Calendar overlap. The 2026 calendar has 24 races. We have profiles for 29 circuits, but four of those (Sochi, Istanbul, Hockenheim, Le Castellet) are no longer on the calendar and three 2026 venues (Madrid, the rotation slot) are too new for FastF1 coverage. The Atlas is a reference for circuits that have run; the gap will close as new venues build history.

Team DNA on the same axes. The brief originally called for an overlay of each team’s profile on the same four axes: “where does Mercedes sit on sector imbalance versus pace spread, summed across all the tracks they’ve raced?” This is technically computable but the team data in our window (Aston Martin’s identity reset in 2021, Audi’s arrival, the Alfa-Sauber identity chain) creates ambiguity about what “Mercedes” means as a single entity across the FastF1 window.
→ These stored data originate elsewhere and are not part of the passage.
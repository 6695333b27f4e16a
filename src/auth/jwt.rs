use std::sync::Arc;

use axum::extract::FromRef;
use jsonwebtoken::{decode, encode, DecodingKey, EncodingKey, Header, Validation};
use serde::{Deserialize, Serialize};
use serde_json::Value;
use thiserror::Error;
use time::{Duration, OffsetDateTime};
use tracing::debug;

use crate::{config::JwtConfig, state::AppState};

/// Tokens live exactly this long after issuance.
pub const TOKEN_TTL: Duration = Duration::hours(24);

#[derive(Debug, Error)]
pub enum TokenError {
    #[error("failed to sign token: {0}")]
    Sign(jsonwebtoken::errors::Error),
    #[error("invalid token: {0}")]
    Invalid(jsonwebtoken::errors::Error),
    #[error("token carries no usable user_id claim")]
    BadSubject,
}

/// Wire form of the token payload.
///
/// `user_id` stays an untyped JSON value on the way in so a token minted by
/// another issuer (float ids, strings, missing claim) is rejected by
/// [`coerce_user_id`] instead of failing somewhere downstream.
#[derive(Debug, Serialize, Deserialize)]
pub struct Claims {
    #[serde(default)]
    pub user_id: Value,
    #[serde(default)]
    pub email: String,
    pub iat: i64,
    pub exp: i64,
    pub iss: String,
    pub aud: String,
}

/// Who the bearer of a verified token is.
#[derive(Debug, Clone, PartialEq, Eq)]
pub struct Identity {
    pub user_id: i64,
    pub email: String,
}

/// Turns the raw `user_id` claim into a row id.
///
/// Integers pass through. Floats are accepted only when they are whole and
/// inside the i64 range, since some JWT libraries encode every number as f64.
/// Anything else (strings, null, bools, fractions) is rejected.
pub fn coerce_user_id(raw: &Value) -> Option<i64> {
    let Value::Number(n) = raw else {
        return None;
    };
    if let Some(i) = n.as_i64() {
        return Some(i);
    }
    let f = n.as_f64()?;
    if f.fract() == 0.0 && f >= i64::MIN as f64 && f < i64::MAX as f64 {
        Some(f as i64)
    } else {
        None
    }
}

/// Holds JWT signing and verification keys with config data.
#[derive(Clone)]
pub struct JwtKeys {
    inner: Arc<KeysInner>,
}

struct KeysInner {
    encoding: EncodingKey,
    decoding: DecodingKey,
    issuer: String,
    audience: String,
}

impl FromRef<AppState> for JwtKeys {
    fn from_ref(state: &AppState) -> Self {
        state.keys.clone()
    }
}

impl JwtKeys {
    pub fn new(cfg: &JwtConfig) -> Self {
        Self {
            inner: Arc::new(KeysInner {
                encoding: EncodingKey::from_secret(cfg.secret.as_bytes()),
                decoding: DecodingKey::from_secret(cfg.secret.as_bytes()),
                issuer: cfg.issuer.clone(),
                audience: cfg.audience.clone(),
            }),
        }
    }

    pub fn issue(&self, user_id: i64, email: &str) -> Result<String, TokenError> {
        self.issue_at(user_id, email, OffsetDateTime::now_utc())
    }

    pub(crate) fn issue_at(
        &self,
        user_id: i64,
        email: &str,
        issued_at: OffsetDateTime,
    ) -> Result<String, TokenError> {
        let claims = Claims {
            user_id: Value::from(user_id),
            email: email.to_string(),
            iat: issued_at.unix_timestamp(),
            exp: (issued_at + TOKEN_TTL).unix_timestamp(),
            iss: self.inner.issuer.clone(),
            aud: self.inner.audience.clone(),
        };
        let token =
            encode(&Header::default(), &claims, &self.inner.encoding).map_err(TokenError::Sign)?;
        debug!(user_id, "jwt signed");
        Ok(token)
    }

    pub fn verify(&self, token: &str) -> Result<Identity, TokenError> {
        let mut validation = Validation::default();
        validation.leeway = 0;
        validation.set_audience(std::slice::from_ref(&self.inner.audience));
        validation.set_issuer(std::slice::from_ref(&self.inner.issuer));
        let data = decode::<Claims>(token, &self.inner.decoding, &validation)
            .map_err(TokenError::Invalid)?;

        let user_id = coerce_user_id(&data.claims.user_id).ok_or(TokenError::BadSubject)?;
        debug!(user_id, "jwt verified");
        Ok(Identity {
            user_id,
            email: data.claims.email,
        })
    }
}

#[cfg(test)]
mod tests {
    use super::*;
    use serde_json::json;

    fn make_keys(secret: &str) -> JwtKeys {
        JwtKeys::new(&JwtConfig {
            secret: secret.into(),
            issuer: "test-issuer".into(),
            audience: "test-aud".into(),
        })
    }

    fn raw_token(secret: &str, claims: Value) -> String {
        encode(
            &Header::default(),
            &claims,
            &EncodingKey::from_secret(secret.as_bytes()),
        )
        .unwrap()
    }

    fn base_claims() -> Value {
        let now = OffsetDateTime::now_utc().unix_timestamp();
        json!({
            "email": "a@x.com",
            "iat": now,
            "exp": now + 3600,
            "iss": "test-issuer",
            "aud": "test-aud",
        })
    }

    #[test]
    fn issue_and_verify_recovers_identity() {
        let keys = make_keys("dev-secret");
        let token = keys.issue(42, "alice@x.com").expect("sign");
        let who = keys.verify(&token).expect("verify");
        assert_eq!(
            who,
            Identity {
                user_id: 42,
                email: "alice@x.com".into()
            }
        );
    }

    #[test]
    fn expiry_is_issued_at_plus_24h() {
        let keys = make_keys("dev-secret");

        let fresh = OffsetDateTime::now_utc() - Duration::hours(23);
        assert!(keys.verify(&keys.issue_at(1, "a@x.com", fresh).unwrap()).is_ok());

        let stale = OffsetDateTime::now_utc() - Duration::hours(24) - Duration::seconds(5);
        let err = keys
            .verify(&keys.issue_at(1, "a@x.com", stale).unwrap())
            .unwrap_err();
        assert!(matches!(err, TokenError::Invalid(_)));
    }

    #[test]
    fn verify_rejects_other_secret() {
        let token = make_keys("one").issue(7, "a@x.com").unwrap();
        assert!(make_keys("two").verify(&token).is_err());
    }

    #[test]
    fn verify_rejects_tampered_and_garbage_tokens() {
        let keys = make_keys("dev-secret");
        let forged = raw_token("attacker", json!({ "user_id": 1 }));
        let token = keys.issue(7, "a@x.com").unwrap();
        let mut parts: Vec<&str> = token.split('.').collect();
        parts[1] = forged.split('.').nth(1).unwrap();
        assert!(keys.verify(&parts.join(".")).is_err());
        assert!(keys.verify("not.a.jwt").is_err());
        assert!(keys.verify("").is_err());
    }

    #[test]
    fn verify_rejects_missing_or_non_numeric_user_id() {
        let keys = make_keys("dev-secret");

        let missing = raw_token("dev-secret", base_claims());
        assert!(matches!(keys.verify(&missing), Err(TokenError::BadSubject)));

        let mut as_string = base_claims();
        as_string["user_id"] = json!("42");
        let token = raw_token("dev-secret", as_string);
        assert!(matches!(keys.verify(&token), Err(TokenError::BadSubject)));
    }

    #[test]
    fn verify_accepts_whole_float_user_id() {
        let keys = make_keys("dev-secret");
        let mut claims = base_claims();
        claims["user_id"] = json!(42.0);
        let who = keys.verify(&raw_token("dev-secret", claims)).unwrap();
        assert_eq!(who.user_id, 42);
    }

    #[test]
    fn coercion_rules() {
        assert_eq!(coerce_user_id(&json!(5)), Some(5));
        assert_eq!(coerce_user_id(&json!(-3)), Some(-3));
        assert_eq!(coerce_user_id(&json!(9.0)), Some(9));
        assert_eq!(coerce_user_id(&json!(9.5)), None);
        assert_eq!(coerce_user_id(&json!(1e300)), None);
        assert_eq!(coerce_user_id(&json!("9")), None);
        assert_eq!(coerce_user_id(&json!(true)), None);
        assert_eq!(coerce_user_id(&Value::Null), None);
    }
}
use tracing::{info, warn};

use crate::{
    auth::{
        dto::{LoginRequest, RegisterRequest},
        repo_types::User,
    },
    error::{AppError, StoreError},
    state::AppState,
};

/// Creates an account and returns its id. The email is stored exactly as given.
pub async fn register_user(state: &AppState, req: RegisterRequest) -> Result<i64, AppError> {
    if req.email.is_empty() || req.password.is_empty() {
        return Err(AppError::validation("Email and password are required"));
    }

    let hash = state.hasher.hash_blocking(req.password).await?;
    let name = req.name.as_deref().filter(|n| !n.trim().is_empty());

    match state.users.create_user(&req.email, &hash, name).await {
        Ok(id) => {
            info!(user_id = id, "user registered");
            Ok(id)
        }
        Err(StoreError::DuplicateEmail) => {
            warn!(email = %req.email, "email already registered");
            Err(AppError::DuplicateEmail)
        }
        Err(e) => Err(e.into()),
    }
}

/// Checks credentials and issues a token.
///
/// Unknown email and wrong password produce the same `InvalidCredentials`.
pub async fn login_user(state: &AppState, req: LoginRequest) -> Result<String, AppError> {
    if req.email.is_empty() || req.password.is_empty() {
        return Err(AppError::validation("Email and password are required"));
    }

    let user = match state.users.get_user_by_email(&req.email).await {
        Ok(u) => u,
        Err(StoreError::NotFound) => {
            // Unknown emails cost one Argon2 verify, same as a wrong password.
            state.hasher.verify_unknown_blocking(req.password).await;
            warn!("login unknown email");
            return Err(AppError::InvalidCredentials);
        }
        Err(e) => return Err(e.into()),
    };

    let ok = state
        .hasher
        .verify_blocking(req.password, user.password_hash.clone())
        .await?;
    if !ok {
        warn!(user_id = user.id, "login invalid password");
        return Err(AppError::InvalidCredentials);
    }

    let token = state.keys.issue(user.id, &user.email)?;
    info!(user_id = user.id, "user logged in");
    Ok(token)
}

pub async fn load_profile(state: &AppState, user_id: i64) -> Result<User, AppError> {
    state.users.get_user_by_id(user_id).await.map_err(|e| match e {
        StoreError::NotFound => AppError::NotFound("User"),
        other => other.into(),
    })
}
use std::net::SocketAddr;

use axum::{middleware, routing::get, Router};
use tower_http::{cors::CorsLayer, trace::TraceLayer};

use crate::{
    auth::{self, extractors::require_auth},
    state::AppState,
    tasks,
};

pub fn build_app(state: AppState) -> Router {
    let protected = Router::new()
        .merge(tasks::router())
        .merge(auth::protected_router())
        .route_layer(middleware::from_fn_with_state(
            state.keys.clone(),
            require_auth,
        ));

    Router::new()
        .route("/health", get(|| async { "OK" }))
        .merge(auth::router())
        .merge(protected)
        .with_state(state)
        .layer(CorsLayer::permissive())
        .layer(
            TraceLayer::new_for_http()
                .make_span_with(|req: &axum::http::Request<_>| {
                    let method = req.method().clone();
                    let uri = req.uri().clone();
                    tracing::info_span!("http_request", %method, uri = %uri, status = tracing::field::Empty)
                })
                .on_response(
                    |res: &axum::http::Response<_>,
                     latency: std::time::Duration,
                     span: &tracing::Span| {
                        let status = res.status();
                        span.record("status", tracing::field::display(status));
                        let latency_ms = latency.as_millis() as u64;
                        if status.is_server_error() {
                            tracing::error!(%status, latency_ms, "response");
                        } else {
                            tracing::info!(%status, latency_ms, "response");
                        }
                    },
                ),
        )
}

pub async fn serve(app: Router, host: &str, port: u16) -> anyhow::Result<()> {
    let addr: SocketAddr = format!("{}:{}", host, port).parse()?;

    tracing::info!("listening on {}", addr);
    let listener = tokio::net::TcpListener::bind(addr).await?;
    axum::serve(listener, app)
        .with_graceful_shutdown(shutdown_signal())
        .await?;
    Ok(())
}

async fn shutdown_signal() {
    if let Err(e) = tokio::signal::ctrl_c().await {
        tracing::warn!(error = %e, "failed to listen for ctrl-c");
        std::future::pending::<()>().await;
    }
    tracing::info!("shutting down");
}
A v2 of this piece would handle the team-DNA overlay carefully. For now, the Atlas is a circuit-side reference and the team analysis is qualitative.

What this piece is for

The Atlas is meant to be the chart you pull up before each race weekend, especially at venues whose reputations are out of step with the data. The next time someone says “Monaco is unique”, you can check the four-axis profile and tell them what kind of unique. The next time someone says “Bahrain favours Red Bull because power”, you can check that the dominant Bahrain axis is tyre intensity, not power-style sector imbalance.

What you do with that information is, of course, up to you. The data won’t tell you who wins the race. It will tell you which of the things the broadcasters say about the circuit are correct and which are the same line they used last year.

Every Sunday adds samples. The Atlas updates with each refit. The fingerprints sharpen.